* _ABOUT THIS TASK_
From the entries below, return exactly the lines beginning at the one that contains "type Loader<A, D>" and ending at the one that contains "pub fn use_reports()", both of them included, and only those lines.

Saved entries:
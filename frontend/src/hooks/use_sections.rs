use std::rc::Rc;

use inventory_client::{Dispatch, Liveness, SectionController};
use shared::{CategoryWithProducts, DashboardPage, LoadState, ReportPage};
use wasm_bindgen_futures::spawn_local;
use yew::prelude::*;

use crate::hooks::store::{Apply, Store};
use crate::hooks::use_api_client;
use crate::services::{AppClient, GlooTransport};

/// Reducer state plus a reload callback for read-only pages
pub struct SectionHandle<S: Apply + 'static> {
    pub page: UseReducerHandle<Store<S>>,
    pub reload: Callback<()>,
}

impl<S: Apply + 'static> SectionHandle<S> {
    pub fn state(&self) -> &S {
        &self.page.0
    }
}

type Loader<A, D> = fn(Rc<SectionController<GlooTransport, A>>, D);

/// Shared wiring for the read-only pages: a reducer, a controller bound to
/// it, a load on mount (and whenever `deps` change) and a reload callback.
#[hook]
fn use_section_page<S, D>(initial: fn() -> S, deps: D, load: Loader<S::Action, D>) -> SectionHandle<S>
where
    S: Apply + 'static,
    S::Action: 'static,
    D: PartialEq + Clone + 'static,
{
    let client: AppClient = use_api_client();
    let page = use_reducer(|| Store(initial()));
    let liveness = use_memo(deps.clone(), |_| Liveness::new());

    let controller = {
        let dispatcher = page.dispatcher();
        let liveness = (*liveness).clone();
        use_memo(deps.clone(), move |_| {
            let dispatch: Dispatch<S::Action> = Rc::new(move |action| dispatcher.dispatch(action));
            SectionController::new(client, dispatch, liveness)
        })
    };

    {
        let controller = Rc::clone(&controller);
        let liveness = Rc::clone(&liveness);
        use_effect_with(deps.clone(), move |deps| {
            load(controller, deps.clone());
            move || liveness.end()
        });
    }

    let reload = {
        let controller = Rc::clone(&controller);
        Callback::from(move |_| load(Rc::clone(&controller), deps.clone()))
    };

    SectionHandle { page, reload }
}

#[hook]
pub fn use_reports() -> SectionHandle<ReportPage> {
    use_section_page(ReportPage::default, (), |controller, _| {
        spawn_local(async move { controller.load().await })
    })
}

#[hook]
pub fn use_dashboard() -> SectionHandle<DashboardPage> {
    use_section_page(DashboardPage::loading, (), |controller, _| {
        spawn_local(async move { controller.load().await })
    })
}

#[hook]
pub fn use_category_products(category_id: i64) -> SectionHandle<LoadState<CategoryWithProducts>> {
    use_section_page(LoadState::default, category_id, |controller, id| {
        spawn_local(async move { controller.load_category(id).await })
    })
}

* _EXERCISE RESPONSE_
type Loader<A, D> = fn(Rc<SectionController<GlooTransport, A>>, D);

/// Shared wiring for the read-only pages: a reducer, a controller bound to
/// it, a load on mount (and whenever `deps` change) and a reload callback.
#[hook]
fn use_section_page<S, D>(initial: fn() -> S, deps: D, load: Loader<S::Action, D>) -> SectionHandle<S>
where
    S: Apply + 'static,
    S::Action: 'static,
    D: PartialEq + Clone + 'static,
{
    let client: AppClient = use_api_client();
    let page = use_reducer(|| Store(initial()));
    let liveness = use_memo(deps.clone(), |_| Liveness::new());

    let controller = {
        let dispatcher = page.dispatcher();
        let liveness = (*liveness).clone();
        use_memo(deps.clone(), move |_| {
            let dispatch: Dispatch<S::Action> = Rc::new(move |action| dispatcher.dispatch(action));
            SectionController::new(client, dispatch, liveness)
        })
    };

    {
        let controller = Rc::clone(&controller);
        let liveness = Rc::clone(&liveness);
        use_effect_with(deps.clone(), move |deps| {
            load(controller, deps.clone());
            move || liveness.end()
        });
    }

    let reload = {
        let controller = Rc::clone(&controller);
        Callback::from(move |_| load(Rc::clone(&controller), deps.clone()))
    };

    SectionHandle { page, reload }
}

#[hook]
pub fn use_reports() -> SectionHandle<ReportPage> {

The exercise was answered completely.